*** The input ***
impl FunctionDecl {
    /// Parse a prototype such as `int f(const char* s, ...)`.
    pub fn parse(input: &str) -> Result<Self, String> {
        let input = input.trim();
        let paren_pos = input.find('(').ok_or("missing '('")?;
        if !input.ends_with(')') {
            return Err("expected ')' at the end of a function declaration".to_string());
        }

        let before_paren = input[..paren_pos].trim();
        let params_str = &input[paren_pos + 1..input.len() - 1];

        let tokens = tokenize(before_paren);
        let is_inline = tokens.contains(&"inline");
        let tokens: Vec<&str> = tokens.into_iter().filter(|t| !SKIPPED_QUALIFIERS.contains(t)).collect();
        let (return_type, name) = parse_type_and_name(&tokens)?;
        if name.is_empty() {
            return Err("missing function name".to_string());
        }
        let (parameters, is_variadic) = parse_params(params_str)?;

        Ok(Self {
            return_type,
            name,
            parameters,
            is_variadic,
            is_inline,
        })
    }
}

impl std::fmt::Display for FunctionDecl {
    fn fmt(&self, f: &mut std::fmt::Formatter<'_>) -> std::fmt::Result {
        write!(f, "{} {}(", self.return_type, self.name)?;
        for (i, param) in self.parameters.iter().enumerate() {
            if i > 0 {
                write!(f, ", ")?;
            }
            write!(f, "{}", param.param_type)?;
            if !param.name.is_empty() {
                write!(f, " {}", param.name)?;
            }
        }
        if self.is_variadic {
            if !self.parameters.is_empty() {
                write!(f, ", ")?;
            }
            write!(f, "...")?;
        }
        write!(f, ")")
    }
}

/// Split on whitespace, keeping `*`, `[`, `]` and `,` as separate tokens.
fn tokenize(s: &str) -> Vec<&str> {
    let mut tokens = Vec::new();
    for part in s.split_whitespace() {
        let mut start = 0;
        for (i, c) in part.char_indices() {
            if matches!(c, '*' | '[' | ']' | ',') {
                if i > start {
                    tokens.push(&part[start..i]);
                }
                tokens.push(&part[i..i + 1]);
                start = i + 1;
            }
        }
        if start < part.len() {
            tokens.push(&part[start..]);
        }
    }
    tokens
}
*** End of The input ***
## [Work to be completed]
Every line of the data above that includes "part" should be listed.

## [Worked solution]
    for part in s.split_whitespace() {
        for (i, c) in part.char_indices() {
                    tokens.push(&part[start..i]);
                tokens.push(&part[i..i + 1]);
        if start < part.len() {
            tokens.push(&part[start..]);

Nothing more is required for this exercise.